*What you should do*. Within this listing, how many lines include the word "extract"? Only the number should be given.

━━━━━━━━

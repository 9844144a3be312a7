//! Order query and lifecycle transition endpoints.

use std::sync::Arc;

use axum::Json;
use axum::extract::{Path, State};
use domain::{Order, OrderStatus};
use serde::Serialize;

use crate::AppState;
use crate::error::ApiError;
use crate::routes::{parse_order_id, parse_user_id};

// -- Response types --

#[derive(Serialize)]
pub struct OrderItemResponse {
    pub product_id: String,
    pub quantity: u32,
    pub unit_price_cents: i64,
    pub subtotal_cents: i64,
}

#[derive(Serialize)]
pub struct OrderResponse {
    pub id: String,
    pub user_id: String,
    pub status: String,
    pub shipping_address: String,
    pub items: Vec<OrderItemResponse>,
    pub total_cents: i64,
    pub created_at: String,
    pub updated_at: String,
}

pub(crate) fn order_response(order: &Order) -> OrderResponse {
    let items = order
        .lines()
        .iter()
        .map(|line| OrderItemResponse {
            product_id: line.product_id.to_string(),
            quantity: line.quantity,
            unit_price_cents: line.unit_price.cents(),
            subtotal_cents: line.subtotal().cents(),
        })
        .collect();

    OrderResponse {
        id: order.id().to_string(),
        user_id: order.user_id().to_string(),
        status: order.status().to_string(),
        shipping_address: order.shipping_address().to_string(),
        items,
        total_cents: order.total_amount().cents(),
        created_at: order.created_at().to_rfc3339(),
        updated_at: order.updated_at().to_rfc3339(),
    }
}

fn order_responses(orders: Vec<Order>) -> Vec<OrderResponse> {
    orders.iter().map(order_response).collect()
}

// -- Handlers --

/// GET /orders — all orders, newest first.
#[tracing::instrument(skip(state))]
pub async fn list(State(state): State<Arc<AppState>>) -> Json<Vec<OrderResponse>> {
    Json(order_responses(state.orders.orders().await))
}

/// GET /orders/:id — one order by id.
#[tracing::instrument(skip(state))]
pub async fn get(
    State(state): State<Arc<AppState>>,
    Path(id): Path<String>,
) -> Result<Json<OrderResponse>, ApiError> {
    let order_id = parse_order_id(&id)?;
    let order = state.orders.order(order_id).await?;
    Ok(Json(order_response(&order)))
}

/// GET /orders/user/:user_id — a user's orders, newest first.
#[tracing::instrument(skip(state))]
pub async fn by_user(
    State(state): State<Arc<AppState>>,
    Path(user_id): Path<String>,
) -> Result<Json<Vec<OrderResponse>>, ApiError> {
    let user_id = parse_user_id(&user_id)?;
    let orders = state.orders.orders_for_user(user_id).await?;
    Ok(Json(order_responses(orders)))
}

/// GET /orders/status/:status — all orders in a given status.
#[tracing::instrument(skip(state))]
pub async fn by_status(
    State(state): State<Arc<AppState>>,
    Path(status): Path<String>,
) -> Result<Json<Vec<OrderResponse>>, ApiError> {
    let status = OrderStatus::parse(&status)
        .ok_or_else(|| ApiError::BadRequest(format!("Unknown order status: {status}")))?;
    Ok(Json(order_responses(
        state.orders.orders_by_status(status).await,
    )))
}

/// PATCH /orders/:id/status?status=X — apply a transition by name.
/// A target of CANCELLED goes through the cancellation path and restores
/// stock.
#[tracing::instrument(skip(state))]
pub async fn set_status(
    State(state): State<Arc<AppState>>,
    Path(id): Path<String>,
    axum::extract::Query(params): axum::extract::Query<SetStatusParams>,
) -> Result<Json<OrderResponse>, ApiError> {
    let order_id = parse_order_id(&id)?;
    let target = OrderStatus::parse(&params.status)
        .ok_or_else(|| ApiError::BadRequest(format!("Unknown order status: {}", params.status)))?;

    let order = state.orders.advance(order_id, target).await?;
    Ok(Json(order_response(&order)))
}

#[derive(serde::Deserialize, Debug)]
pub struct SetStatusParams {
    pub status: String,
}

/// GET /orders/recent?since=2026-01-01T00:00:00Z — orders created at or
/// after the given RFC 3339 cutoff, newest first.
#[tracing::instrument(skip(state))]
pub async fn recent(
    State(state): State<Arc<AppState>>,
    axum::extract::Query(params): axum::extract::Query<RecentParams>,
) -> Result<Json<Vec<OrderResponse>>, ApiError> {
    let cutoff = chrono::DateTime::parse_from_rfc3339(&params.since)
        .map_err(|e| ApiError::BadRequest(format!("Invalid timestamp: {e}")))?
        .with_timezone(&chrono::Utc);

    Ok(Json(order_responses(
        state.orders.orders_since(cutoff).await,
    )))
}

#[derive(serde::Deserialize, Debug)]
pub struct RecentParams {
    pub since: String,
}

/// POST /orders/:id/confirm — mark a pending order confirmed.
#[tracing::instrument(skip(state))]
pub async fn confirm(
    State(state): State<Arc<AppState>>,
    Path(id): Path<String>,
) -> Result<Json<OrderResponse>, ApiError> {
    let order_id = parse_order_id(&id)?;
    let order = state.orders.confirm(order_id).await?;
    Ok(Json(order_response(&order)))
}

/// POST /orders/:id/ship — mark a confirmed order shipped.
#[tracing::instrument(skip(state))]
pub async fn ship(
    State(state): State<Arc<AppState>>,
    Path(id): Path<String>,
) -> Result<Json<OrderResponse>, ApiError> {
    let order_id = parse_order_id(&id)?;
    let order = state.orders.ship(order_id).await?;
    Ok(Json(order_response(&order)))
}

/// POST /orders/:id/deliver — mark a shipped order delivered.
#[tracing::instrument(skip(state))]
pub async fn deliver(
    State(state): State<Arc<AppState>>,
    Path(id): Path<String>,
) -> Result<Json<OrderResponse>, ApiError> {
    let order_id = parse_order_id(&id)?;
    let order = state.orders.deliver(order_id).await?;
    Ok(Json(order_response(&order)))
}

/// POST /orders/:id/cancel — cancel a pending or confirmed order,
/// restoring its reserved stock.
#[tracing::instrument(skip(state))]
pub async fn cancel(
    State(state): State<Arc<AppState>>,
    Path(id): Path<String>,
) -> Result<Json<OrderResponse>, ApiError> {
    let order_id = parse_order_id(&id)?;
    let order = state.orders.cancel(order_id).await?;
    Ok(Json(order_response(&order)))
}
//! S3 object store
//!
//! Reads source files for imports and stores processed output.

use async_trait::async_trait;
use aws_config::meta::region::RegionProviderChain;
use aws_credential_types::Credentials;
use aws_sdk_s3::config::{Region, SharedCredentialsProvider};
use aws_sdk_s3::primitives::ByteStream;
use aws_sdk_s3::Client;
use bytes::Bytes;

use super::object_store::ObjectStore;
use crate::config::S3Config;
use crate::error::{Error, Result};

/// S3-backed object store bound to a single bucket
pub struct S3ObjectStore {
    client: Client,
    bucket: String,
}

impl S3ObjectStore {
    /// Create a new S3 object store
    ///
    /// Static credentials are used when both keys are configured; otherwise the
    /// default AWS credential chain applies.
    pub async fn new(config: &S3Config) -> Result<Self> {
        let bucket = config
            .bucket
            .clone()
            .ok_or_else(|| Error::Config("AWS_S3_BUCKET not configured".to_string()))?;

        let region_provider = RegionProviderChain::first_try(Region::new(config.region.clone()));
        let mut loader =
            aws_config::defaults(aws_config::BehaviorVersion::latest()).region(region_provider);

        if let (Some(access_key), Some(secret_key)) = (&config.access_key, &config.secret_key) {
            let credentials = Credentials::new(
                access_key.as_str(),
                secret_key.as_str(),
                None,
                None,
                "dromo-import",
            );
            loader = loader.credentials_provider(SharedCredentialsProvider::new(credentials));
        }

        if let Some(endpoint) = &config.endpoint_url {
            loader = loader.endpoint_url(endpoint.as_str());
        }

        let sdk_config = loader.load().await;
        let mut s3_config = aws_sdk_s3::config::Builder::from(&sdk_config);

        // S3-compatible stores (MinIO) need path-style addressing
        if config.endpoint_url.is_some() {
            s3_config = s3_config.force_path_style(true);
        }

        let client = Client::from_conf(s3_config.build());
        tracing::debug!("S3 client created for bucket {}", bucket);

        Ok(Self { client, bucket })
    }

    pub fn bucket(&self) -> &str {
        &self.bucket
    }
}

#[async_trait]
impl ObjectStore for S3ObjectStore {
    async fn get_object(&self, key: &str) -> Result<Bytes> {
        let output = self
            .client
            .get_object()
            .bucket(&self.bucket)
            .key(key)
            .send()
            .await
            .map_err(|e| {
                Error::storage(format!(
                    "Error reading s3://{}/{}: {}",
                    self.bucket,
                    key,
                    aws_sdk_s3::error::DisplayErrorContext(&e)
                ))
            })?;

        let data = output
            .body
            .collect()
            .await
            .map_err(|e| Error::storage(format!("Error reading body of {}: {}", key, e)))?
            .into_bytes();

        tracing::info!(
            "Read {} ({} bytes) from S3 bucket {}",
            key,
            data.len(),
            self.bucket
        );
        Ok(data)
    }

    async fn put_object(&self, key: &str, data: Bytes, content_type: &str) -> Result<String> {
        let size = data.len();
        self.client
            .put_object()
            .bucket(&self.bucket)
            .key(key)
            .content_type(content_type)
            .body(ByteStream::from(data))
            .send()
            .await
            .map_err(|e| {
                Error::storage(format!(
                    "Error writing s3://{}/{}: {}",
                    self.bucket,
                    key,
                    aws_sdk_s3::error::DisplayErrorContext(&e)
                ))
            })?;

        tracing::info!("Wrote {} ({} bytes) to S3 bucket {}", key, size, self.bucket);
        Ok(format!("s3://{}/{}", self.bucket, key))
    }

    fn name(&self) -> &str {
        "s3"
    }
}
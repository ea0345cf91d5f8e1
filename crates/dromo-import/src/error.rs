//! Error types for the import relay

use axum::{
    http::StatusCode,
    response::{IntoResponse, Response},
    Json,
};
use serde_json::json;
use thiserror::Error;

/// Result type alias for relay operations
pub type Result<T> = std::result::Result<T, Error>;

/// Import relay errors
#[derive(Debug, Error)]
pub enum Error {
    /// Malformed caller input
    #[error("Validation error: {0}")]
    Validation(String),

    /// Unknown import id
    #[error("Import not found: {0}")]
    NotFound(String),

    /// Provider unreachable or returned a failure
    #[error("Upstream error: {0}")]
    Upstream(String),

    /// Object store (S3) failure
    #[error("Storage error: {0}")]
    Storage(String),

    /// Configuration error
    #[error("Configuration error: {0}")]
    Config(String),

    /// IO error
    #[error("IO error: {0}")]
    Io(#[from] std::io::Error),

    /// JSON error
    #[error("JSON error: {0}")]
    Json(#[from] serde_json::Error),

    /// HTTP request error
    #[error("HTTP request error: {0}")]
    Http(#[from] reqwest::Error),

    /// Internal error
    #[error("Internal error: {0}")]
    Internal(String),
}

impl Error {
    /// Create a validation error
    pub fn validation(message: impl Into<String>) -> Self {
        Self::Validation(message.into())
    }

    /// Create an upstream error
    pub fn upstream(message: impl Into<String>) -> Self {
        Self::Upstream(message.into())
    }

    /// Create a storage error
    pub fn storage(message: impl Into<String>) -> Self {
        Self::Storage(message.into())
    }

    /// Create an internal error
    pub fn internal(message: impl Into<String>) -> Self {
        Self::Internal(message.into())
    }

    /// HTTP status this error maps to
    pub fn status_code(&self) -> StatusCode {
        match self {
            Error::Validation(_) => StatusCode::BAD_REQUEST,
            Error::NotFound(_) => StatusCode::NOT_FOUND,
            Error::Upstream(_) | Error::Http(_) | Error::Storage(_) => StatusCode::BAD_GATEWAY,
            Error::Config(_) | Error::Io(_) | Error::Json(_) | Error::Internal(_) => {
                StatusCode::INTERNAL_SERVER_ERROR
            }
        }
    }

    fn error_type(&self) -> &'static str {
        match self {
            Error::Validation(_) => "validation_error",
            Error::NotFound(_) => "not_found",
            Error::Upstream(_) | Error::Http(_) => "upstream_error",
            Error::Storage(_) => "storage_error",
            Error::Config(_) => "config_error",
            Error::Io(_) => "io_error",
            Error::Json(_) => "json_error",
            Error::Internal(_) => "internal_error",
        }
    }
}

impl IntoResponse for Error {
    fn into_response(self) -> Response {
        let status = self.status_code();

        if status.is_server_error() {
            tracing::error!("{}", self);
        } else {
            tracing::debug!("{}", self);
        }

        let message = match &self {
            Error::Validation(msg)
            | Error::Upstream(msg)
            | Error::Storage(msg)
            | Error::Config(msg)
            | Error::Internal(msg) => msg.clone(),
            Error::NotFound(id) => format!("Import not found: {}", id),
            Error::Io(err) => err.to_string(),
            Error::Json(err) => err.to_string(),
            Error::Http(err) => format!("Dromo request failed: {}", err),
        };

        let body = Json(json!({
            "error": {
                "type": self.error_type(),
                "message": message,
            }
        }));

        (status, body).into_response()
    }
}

━━━━━━━━

*Your solution*. 3